Collected data |
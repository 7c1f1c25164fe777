//! CLI argument parsing and command definitions

use std::path::PathBuf;
use std::time::Duration;

use clap::{Args, Parser, Subcommand, ValueEnum};
use clap_complete::Shell;

/// Talk to a Perplexity-backed Home Assistant assistant
#[derive(Debug, Parser)]
#[command(
    name = "pplx-assist",
    author,
    version,
    about = "Perplexity-backed conversation agent for Home Assistant",
    propagate_version = true,
    after_help = "Use 'pplx-assist <command> --help' for more information about a command."
)]
pub struct Cli {
    #[command(flatten)]
    pub global: GlobalOpts,
    #[command(subcommand)]
    pub command: Command,
}

/// Global options available to all commands
#[derive(Debug, Clone, Args)]
pub struct GlobalOpts {
    /// Output format (json, yaml, table, auto)
    #[arg(
        short = 'o',
        long = "output",
        value_enum,
        global = true,
        conflicts_with = "json"
    )]
    pub output_format: Option<OutputFormat>,

    /// Output as JSON (shorthand for -o json)
    #[arg(long, global = true)]
    pub json: bool,

    /// Perplexity API key
    #[arg(long, env = "PERPLEXITY_API_KEY", global = true, hide_env_values = true)]
    pub api_key: Option<String>,

    /// Home Assistant server URL
    #[arg(short = 's', long, env = "HASS_SERVER", global = true)]
    pub server: Option<String>,

    /// Home Assistant access token
    #[arg(long, env = "HASS_TOKEN", global = true, hide_env_values = true)]
    pub token: Option<String>,

    /// Home Assistant request timeout in seconds
    #[arg(long, global = true)]
    pub timeout: Option<u64>,

    /// Skip SSL certificate verification
    #[arg(long, global = true)]
    pub insecure: bool,

    /// Override config file path
    #[arg(long, value_name = "PATH", env = "PPLX_CONFIG", global = true)]
    pub config: Option<PathBuf>,

    /// Reduce output to only errors
    #[arg(short, long, global = true)]
    pub quiet: bool,

    /// Increase logging verbosity (stackable: -v, -vv, -vvv)
    #[arg(short = 'v', long = "verbose", action = clap::ArgAction::Count, global = true)]
    pub verbose: u8,

    /// Enable debug logging (equivalent to -vv)
    #[arg(long, global = true)]
    pub debug: bool,

    /// Enable trace logging
    #[arg(long, global = true)]
    pub trace: bool,

    /// Disable colored output
    #[arg(long = "no-color", global = true)]
    pub no_color: bool,

    /// Hide table headers
    #[arg(long, global = true)]
    pub no_headers: bool,
}

#[derive(Debug, Clone, Copy, PartialEq, Eq, ValueEnum)]
#[non_exhaustive]
pub enum OutputFormat {
    Json,
    Yaml,
    Table,
    Auto,
}

#[derive(Debug, Subcommand)]
pub enum Command {
    /// Send one message to a conversation agent
    Ask(AskCommand),

    /// Interactive multi-turn conversation
    Chat(ChatCommand),

    /// Run an AI task that generates data
    Task(TaskCommand),

    /// Validate the Perplexity API key
    Check,

    /// List configured agents
    Agents,

    /// Print redacted diagnostics
    Diagnostics,

    /// Inspect and manage configuration
    Config {
        #[command(subcommand)]
        command: ConfigCommand,
    },

    /// Generate shell completions
    Completions {
        #[arg(value_enum)]
        shell: Shell,
    },
}

#[derive(Debug, Args)]
pub struct AskCommand {
    /// What to say
    #[arg(required = true, value_name = "TEXT")]
    pub text: Vec<String>,

    /// Agent name (exact or fuzzy)
    #[arg(short, long)]
    pub agent: Option<String>,

    /// Conversation id to report back
    #[arg(long, value_name = "ID")]
    pub conversation_id: Option<String>,

    /// Extra system prompt for this turn
    #[arg(long, value_name = "TEXT")]
    pub extra_prompt: Option<String>,

    /// Stay alive until delayed actions fired, at most this long (e.g. "10m")
    #[arg(long, value_name = "DURATION", value_parser = humantime::parse_duration)]
    pub wait: Option<Duration>,
}

#[derive(Debug, Args)]
pub struct ChatCommand {
    /// Agent name (exact or fuzzy)
    #[arg(short, long)]
    pub agent: Option<String>,

    /// Extra system prompt for the whole session
    #[arg(long, value_name = "TEXT")]
    pub extra_prompt: Option<String>,
}

#[derive(Debug, Args)]
pub struct TaskCommand {
    /// Task instructions
    #[arg(required = true, value_name = "INSTRUCTIONS")]
    pub instructions: Vec<String>,

    /// Agent name (exact or fuzzy)
    #[arg(short, long)]
    pub agent: Option<String>,

    /// Task name, also the structured output name
    #[arg(long, default_value = "Generate data")]
    pub name: String,

    /// JSON schema of the result (inline, @file, or - for stdin)
    #[arg(long, value_name = "JSON")]
    pub structure: Option<String>,

    /// Image to attach (repeatable)
    #[arg(long = "attach", value_name = "FILE")]
    pub attachments: Vec<PathBuf>,
}

#[derive(Debug, Subcommand)]
pub enum ConfigCommand {
    /// Show effective configuration
    Show,

    /// Print config file path
    Path,

    /// Get a specific configuration value
    Get {
        /// Configuration key (dot-separated path)
        key: Option<String>,
    },

    /// Reset configuration to defaults
    Reset,
}
//! Interactive multi-turn conversation

use std::io::{self, Write};
use std::sync::Arc;

use anyhow::Result;
use tokio::io::{AsyncBufRead, AsyncBufReadExt, BufReader, Lines};

use super::{
    agents, conversation_agent, new_conversation_id, print_delta, reauth_hint, start_entry,
};
use crate::chat_log::ChatLog;
use crate::cli::ChatCommand;
use crate::config::{AgentKind, RuntimeContext};
use crate::conversation::{ConversationAgent, ConversationInput, ConversationResult, ResponseType};
use crate::output::{is_human_output, print_output};

pub async fn run(ctx: &RuntimeContext, cmd: ChatCommand) -> Result<()> {
    let settings = agents::resolve(
        &ctx.config.agents,
        cmd.agent.as_deref(),
        AgentKind::Conversation,
    )?;
    let entry = start_entry(ctx).await?;
    let agent = conversation_agent(ctx, Arc::clone(&entry), settings)?;

    let human = is_human_output(ctx);
    let mut chat_log = ChatLog::new(new_conversation_id());
    if human {
        chat_log = chat_log.with_delta_listener(print_delta);
        eprintln!(
            "Chatting with {} ({}). Type 'exit' or press Ctrl+D to quit.",
            settings.name,
            agent.entity_id()
        );
    }

    let session = ChatSession {
        agent: &agent,
        extra_prompt: cmd.extra_prompt.as_deref(),
        human,
    };
    let lines = BufReader::new(tokio::io::stdin()).lines();
    session
        .run(&mut chat_log, lines, |result| {
            if !human {
                print_output(ctx, result)
            } else {
                if result.response.response_type == ResponseType::Error {
                    eprintln!("Error: {}{}", result.response.speech, reauth_hint(&entry));
                } else {
                    println!();
                }
                Ok(())
            }
        })
        .await
}

struct ChatSession<'a> {
    agent: &'a ConversationAgent,
    extra_prompt: Option<&'a str>,
    human: bool,
}

impl ChatSession<'_> {
    /// Run turns until end of input, `exit`, or Ctrl+C. The agent is removed
    /// on every way out, including errors.
    async fn run<R: AsyncBufRead + Unpin>(
        &self,
        chat_log: &mut ChatLog,
        mut lines: Lines<R>,
        mut report: impl FnMut(&ConversationResult) -> Result<()>,
    ) -> Result<()> {
        let _teardown = Teardown(self.agent);

        loop {
            if self.human {
                print!("> ");
                io::stdout().flush()?;
            }

            let line = tokio::select! {
                line = lines.next_line() => line?,
                _ = tokio::signal::ctrl_c() => None,
            };
            let Some(line) = line else {
                return Ok(());
            };

            let text = line.trim();
            if text.is_empty() {
                continue;
            }
            if matches!(text, "exit" | "quit") {
                return Ok(());
            }

            let input = ConversationInput {
                text: text.to_string(),
                extra_system_prompt: self.extra_prompt.map(str::to_string),
            };
            let result = self.agent.handle_message(&input, chat_log).await;
            report(&result)?;
        }
    }
}

struct Teardown<'a>(&'a ConversationAgent);

impl Drop for Teardown<'_> {
    fn drop(&mut self) {
        let pending = self.0.executor().pending_count();
        self.0.remove();
        if pending > 0 {
            log::warn!("Cancelled {pending} delayed action(s)");
        }
    }
}

#[cfg(test)]
mod tests {
    use super::*;
    use std::time::Duration;

    use crate::agent::tests::{agent_settings, core, ScriptedBackend};
    use crate::agent::LoopPolicy;
    use crate::commands::NoHomeAssistant;
    use crate::scheduler::tests::RecordingControl;

    const DELAYED_OFF: &str = r#"{"response":"Off in an hour.","actions":[{"domain":"light","service":"turn_off","target":"light.desk","data":null,"delay_seconds":3600}]}"#;

    fn agent(replies: &[&str]) -> (Arc<RecordingControl>, ConversationAgent) {
        let mut settings = agent_settings("sonar");
        settings.llm_hass_api = vec!["assist".to_string()];
        let control = Arc::new(RecordingControl::default());
        let agent = ConversationAgent::new(
            core(
                Arc::new(ScriptedBackend::text(replies)),
                settings,
                LoopPolicy::default(),
            ),
            control.clone(),
            Arc::new(NoHomeAssistant),
            50,
        );
        (control, agent)
    }

    fn session(agent: &ConversationAgent) -> ChatSession<'_> {
        ChatSession {
            agent,
            extra_prompt: None,
            human: false,
        }
    }

    #[tokio::test(start_paused = true)]
    async fn test_exit_cancels_pending_actions() {
        let (control, agent) = agent(&[DELAYED_OFF]);
        let mut log = ChatLog::new("conv-1");
        let input: &[u8] = b"turn off the desk light in an hour\n\nexit\nnever read\n";
        let mut replies = Vec::new();

        session(&agent)
            .run(&mut log, BufReader::new(input).lines(), |result| {
                replies.push(result.response.speech.clone());
                Ok(())
            })
            .await
            .unwrap();

        assert_eq!(replies, vec!["Off in an hour."]);
        assert_eq!(agent.executor().pending_count(), 0);
        tokio::time::sleep(Duration::from_secs(3700)).await;
        assert!(control.calls().is_empty());
    }

    #[tokio::test(start_paused = true)]
    async fn test_read_error_still_cancels_pending_actions() {
        let (control, agent) = agent(&[DELAYED_OFF]);
        let mut log = ChatLog::new("conv-1");
        let input: &[u8] = b"turn off the desk light in an hour\n\xff\xfe\n";

        let outcome = session(&agent)
            .run(&mut log, BufReader::new(input).lines(), |_| Ok(()))
            .await;

        assert!(outcome.is_err());
        assert_eq!(agent.executor().pending_count(), 0);
        tokio::time::sleep(Duration::from_secs(3700)).await;
        assert!(control.calls().is_empty());
    }

    #[tokio::test(start_paused = true)]
    async fn test_report_error_still_cancels_pending_actions() {
        let (_, agent) = agent(&[DELAYED_OFF]);
        let mut log = ChatLog::new("conv-1");
        let input: &[u8] = b"turn off the desk light in an hour\n";

        let outcome = session(&agent)
            .run(&mut log, BufReader::new(input).lines(), |_| {
                anyhow::bail!("stdout closed")
            })
            .await;

        assert!(outcome.is_err());
        assert_eq!(agent.executor().pending_count(), 0);
    }
}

Problem requirements |
Could you please copy the lines above exactly, beginning at the first and ending at the line that contains "pub struct Cli"?

Result of the exercise |
repository 7c1f1c25164fe777
//! CLI argument parsing and command definitions

use std::path::PathBuf;
use std::time::Duration;

use clap::{Args, Parser, Subcommand, ValueEnum};
use clap_complete::Shell;

/// Talk to a Perplexity-backed Home Assistant assistant
#[derive(Debug, Parser)]
#[command(
    name = "pplx-assist",
    author,
    version,
    about = "Perplexity-backed conversation agent for Home Assistant",
    propagate_version = true,
    after_help = "Use 'pplx-assist <command> --help' for more information about a command."
)]
pub struct Cli {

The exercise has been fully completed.